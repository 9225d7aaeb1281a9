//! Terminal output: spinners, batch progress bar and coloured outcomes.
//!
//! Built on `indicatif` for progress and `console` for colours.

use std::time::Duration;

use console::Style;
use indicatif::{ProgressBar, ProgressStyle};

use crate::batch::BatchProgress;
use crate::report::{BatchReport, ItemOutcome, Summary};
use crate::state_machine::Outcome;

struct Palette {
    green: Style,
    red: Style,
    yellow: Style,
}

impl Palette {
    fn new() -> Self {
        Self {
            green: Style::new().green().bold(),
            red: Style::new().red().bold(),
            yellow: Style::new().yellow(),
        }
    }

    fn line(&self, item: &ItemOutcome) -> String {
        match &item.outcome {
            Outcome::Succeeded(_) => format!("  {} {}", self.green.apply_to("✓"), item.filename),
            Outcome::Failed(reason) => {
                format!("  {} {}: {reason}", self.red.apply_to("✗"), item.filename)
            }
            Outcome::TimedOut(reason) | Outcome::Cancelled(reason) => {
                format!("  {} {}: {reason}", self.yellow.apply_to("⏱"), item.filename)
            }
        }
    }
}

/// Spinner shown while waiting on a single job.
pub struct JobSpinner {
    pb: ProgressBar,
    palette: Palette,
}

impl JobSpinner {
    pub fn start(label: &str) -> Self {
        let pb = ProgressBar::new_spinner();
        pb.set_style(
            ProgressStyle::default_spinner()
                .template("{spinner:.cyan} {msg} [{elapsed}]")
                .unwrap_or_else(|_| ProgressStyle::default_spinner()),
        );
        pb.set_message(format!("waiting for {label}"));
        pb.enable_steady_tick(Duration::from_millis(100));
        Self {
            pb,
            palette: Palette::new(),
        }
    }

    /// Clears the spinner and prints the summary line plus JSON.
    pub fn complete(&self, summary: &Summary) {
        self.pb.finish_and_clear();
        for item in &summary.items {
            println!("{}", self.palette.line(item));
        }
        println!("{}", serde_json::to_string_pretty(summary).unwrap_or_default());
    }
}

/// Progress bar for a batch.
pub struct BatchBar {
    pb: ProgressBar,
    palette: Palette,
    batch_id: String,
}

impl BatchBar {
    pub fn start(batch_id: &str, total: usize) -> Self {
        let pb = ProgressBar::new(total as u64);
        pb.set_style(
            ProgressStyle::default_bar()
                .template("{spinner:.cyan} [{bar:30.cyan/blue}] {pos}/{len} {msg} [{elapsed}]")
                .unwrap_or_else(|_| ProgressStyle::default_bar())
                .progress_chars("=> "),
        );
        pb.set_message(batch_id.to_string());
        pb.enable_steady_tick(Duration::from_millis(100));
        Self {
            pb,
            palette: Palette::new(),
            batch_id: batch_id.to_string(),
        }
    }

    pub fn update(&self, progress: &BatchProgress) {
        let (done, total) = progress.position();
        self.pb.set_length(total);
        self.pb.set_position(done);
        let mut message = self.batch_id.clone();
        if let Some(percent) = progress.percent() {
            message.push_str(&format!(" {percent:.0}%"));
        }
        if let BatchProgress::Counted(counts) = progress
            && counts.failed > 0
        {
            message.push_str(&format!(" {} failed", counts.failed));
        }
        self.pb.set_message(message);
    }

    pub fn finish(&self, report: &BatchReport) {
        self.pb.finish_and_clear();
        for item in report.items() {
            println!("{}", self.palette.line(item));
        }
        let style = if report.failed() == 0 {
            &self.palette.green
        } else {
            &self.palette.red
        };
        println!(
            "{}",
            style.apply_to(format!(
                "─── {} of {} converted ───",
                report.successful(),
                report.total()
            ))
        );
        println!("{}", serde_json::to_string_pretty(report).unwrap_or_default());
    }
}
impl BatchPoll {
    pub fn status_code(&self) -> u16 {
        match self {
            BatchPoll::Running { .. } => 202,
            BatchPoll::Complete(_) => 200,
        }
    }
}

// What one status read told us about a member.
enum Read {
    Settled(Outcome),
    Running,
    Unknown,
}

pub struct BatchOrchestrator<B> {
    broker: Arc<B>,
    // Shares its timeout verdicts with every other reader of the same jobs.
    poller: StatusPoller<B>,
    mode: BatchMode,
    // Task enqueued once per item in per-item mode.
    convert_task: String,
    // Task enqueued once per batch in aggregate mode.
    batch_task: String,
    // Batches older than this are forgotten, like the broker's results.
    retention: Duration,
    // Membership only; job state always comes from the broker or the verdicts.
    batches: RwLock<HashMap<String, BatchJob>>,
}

■ WORK TO COMPLETE: Copy every record verbatim.

■ ANSWER SECTION:
repository 9225d7aaeb1281a9
//! Terminal output: spinners, batch progress bar and coloured outcomes.
//!
//! Built on `indicatif` for progress and `console` for colours.

use std::time::Duration;

use console::Style;
use indicatif::{ProgressBar, ProgressStyle};

use crate::batch::BatchProgress;
use crate::report::{BatchReport, ItemOutcome, Summary};
use crate::state_machine::Outcome;

struct Palette {
    green: Style,
    red: Style,
    yellow: Style,
}

impl Palette {
    fn new() -> Self {
        Self {
            green: Style::new().green().bold(),
            red: Style::new().red().bold(),
            yellow: Style::new().yellow(),
        }
    }

    fn line(&self, item: &ItemOutcome) -> String {
        match &item.outcome {
            Outcome::Succeeded(_) => format!("  {} {}", self.green.apply_to("✓"), item.filename),
            Outcome::Failed(reason) => {
                format!("  {} {}: {reason}", self.red.apply_to("✗"), item.filename)
            }
            Outcome::TimedOut(reason) | Outcome::Cancelled(reason) => {
                format!("  {} {}: {reason}", self.yellow.apply_to("⏱"), item.filename)
            }
        }
    }
}

/// Spinner shown while waiting on a single job.
pub struct JobSpinner {
    pb: ProgressBar,
    palette: Palette,
}

impl JobSpinner {
    pub fn start(label: &str) -> Self {
        let pb = ProgressBar::new_spinner();
        pb.set_style(
            ProgressStyle::default_spinner()
                .template("{spinner:.cyan} {msg} [{elapsed}]")
                .unwrap_or_else(|_| ProgressStyle::default_spinner()),
        );
        pb.set_message(format!("waiting for {label}"));
        pb.enable_steady_tick(Duration::from_millis(100));
        Self {
            pb,
            palette: Palette::new(),
        }
    }

    /// Clears the spinner and prints the summary line plus JSON.
    pub fn complete(&self, summary: &Summary) {
        self.pb.finish_and_clear();
        for item in &summary.items {
            println!("{}", self.palette.line(item));
        }
        println!("{}", serde_json::to_string_pretty(summary).unwrap_or_default());
    }
}

/// Progress bar for a batch.
pub struct BatchBar {
    pb: ProgressBar,
    palette: Palette,
    batch_id: String,
}

impl BatchBar {
    pub fn start(batch_id: &str, total: usize) -> Self {
        let pb = ProgressBar::new(total as u64);
        pb.set_style(
            ProgressStyle::default_bar()
                .template("{spinner:.cyan} [{bar:30.cyan/blue}] {pos}/{len} {msg} [{elapsed}]")
                .unwrap_or_else(|_| ProgressStyle::default_bar())
                .progress_chars("=> "),
        );
        pb.set_message(batch_id.to_string());
        pb.enable_steady_tick(Duration::from_millis(100));
        Self {
            pb,
            palette: Palette::new(),
            batch_id: batch_id.to_string(),
        }
    }

    pub fn update(&self, progress: &BatchProgress) {
        let (done, total) = progress.position();
        self.pb.set_length(total);
        self.pb.set_position(done);
        let mut message = self.batch_id.clone();
        if let Some(percent) = progress.percent() {
            message.push_str(&format!(" {percent:.0}%"));
        }
        if let BatchProgress::Counted(counts) = progress
            && counts.failed > 0
        {
            message.push_str(&format!(" {} failed", counts.failed));
        }
        self.pb.set_message(message);
    }

    pub fn finish(&self, report: &BatchReport) {
        self.pb.finish_and_clear();
        for item in report.items() {
            println!("{}", self.palette.line(item));
        }
        let style = if report.failed() == 0 {
            &self.palette.green
        } else {
            &self.palette.red
        };
        println!(
            "{}",
            style.apply_to(format!(
                "─── {} of {} converted ───",
                report.successful(),
                report.total()
            ))
        );
        println!("{}", serde_json::to_string_pretty(report).unwrap_or_default());
    }
}
impl BatchPoll {
    pub fn status_code(&self) -> u16 {
        match self {
            BatchPoll::Running { .. } => 202,
            BatchPoll::Complete(_) => 200,
        }
    }
}

// What one status read told us about a member.
enum Read {
    Settled(Outcome),
    Running,
    Unknown,
}

pub struct BatchOrchestrator<B> {
    broker: Arc<B>,
    // Shares its timeout verdicts with every other reader of the same jobs.
    poller: StatusPoller<B>,
    mode: BatchMode,
    // Task enqueued once per item in per-item mode.
    convert_task: String,
    // Task enqueued once per batch in aggregate mode.
    batch_task: String,
    // Batches older than this are forgotten, like the broker's results.
    retention: Duration,
    // Membership only; job state always comes from the broker or the verdicts.
    batches: RwLock<HashMap<String, BatchJob>>,
}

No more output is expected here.